• Work to be completed: Counting task for the data below: how many lines hold the word "Equal"? Answer with the number only.

• Saved entries:
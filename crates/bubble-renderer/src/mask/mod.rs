//! Backdrop layers: the stencil silhouette and the image it reveals.
//!
//! Both draw into the backdrop pass, which carries a stencil-only
//! attachment cleared to zero. The mask writes [`MASK_REFERENCE`] wherever
//! the invisible bubble covers; the masked image pipeline passes only there.

mod image_layer;
mod stencil;

pub use image_layer::*;
pub use stencil::*;

/// Format of the backdrop pass's depth-stencil attachment.
pub const STENCIL_FORMAT: wgpu::TextureFormat = wgpu::TextureFormat::Stencil8;

/// Stencil value written by the mask and tested by the masked image.
pub const MASK_REFERENCE: u32 = 1;

/// Stencil-only state with the same test on both faces.
pub(crate) fn stencil_state(
    compare: wgpu::CompareFunction,
    pass_op: wgpu::StencilOperation,
) -> wgpu::DepthStencilState {
    let face = wgpu::StencilFaceState {
        compare,
        fail_op: wgpu::StencilOperation::Keep,
        depth_fail_op: wgpu::StencilOperation::Keep,
        pass_op,
    };
    wgpu::DepthStencilState {
        format: STENCIL_FORMAT,
        depth_write_enabled: false,
        depth_compare: wgpu::CompareFunction::Always,
        stencil: wgpu::StencilState {
            front: face,
            back: face,
            read_mask: 0xff,
            write_mask: 0xff,
        },
        bias: wgpu::DepthBiasState::default(),
    }
}

/// Create the backdrop pass's stencil attachment.
pub fn create_stencil_texture(
    device: &wgpu::Device,
    width: u32,
    height: u32,
) -> (wgpu::Texture, wgpu::TextureView) {
    let texture = device.create_texture(&wgpu::TextureDescriptor {
        label: Some("backdrop stencil"),
        size: wgpu::Extent3d {
            width: width.max(1),
            height: height.max(1),
            depth_or_array_layers: 1,
        },
        mip_level_count: 1,
        sample_count: 1,
        dimension: wgpu::TextureDimension::D2,
        format: STENCIL_FORMAT,
        usage: wgpu::TextureUsages::RENDER_ATTACHMENT,
        view_formats: &[],
    });
    let view = texture.create_view(&wgpu::TextureViewDescriptor::default());
    (texture, view)
}

#[cfg(test)]
mod tests {
    use super::*;

    #[test]
    fn write_state_replaces_on_pass() {
        let state = stencil_state(
            wgpu::CompareFunction::Always,
            wgpu::StencilOperation::Replace,
        );
        assert_eq!(state.stencil.front, state.stencil.back);
        assert_eq!(state.stencil.front.pass_op, wgpu::StencilOperation::Replace);
        assert!(!state.depth_write_enabled);
    }

    #[test]
    fn test_state_keeps_stencil() {
        let state = stencil_state(wgpu::CompareFunction::Equal, wgpu::StencilOperation::Keep);
        assert_eq!(state.stencil.front.compare, wgpu::CompareFunction::Equal);
        assert_eq!(state.stencil.front.fail_op, wgpu::StencilOperation::Keep);
    }
}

• Response to the task: 2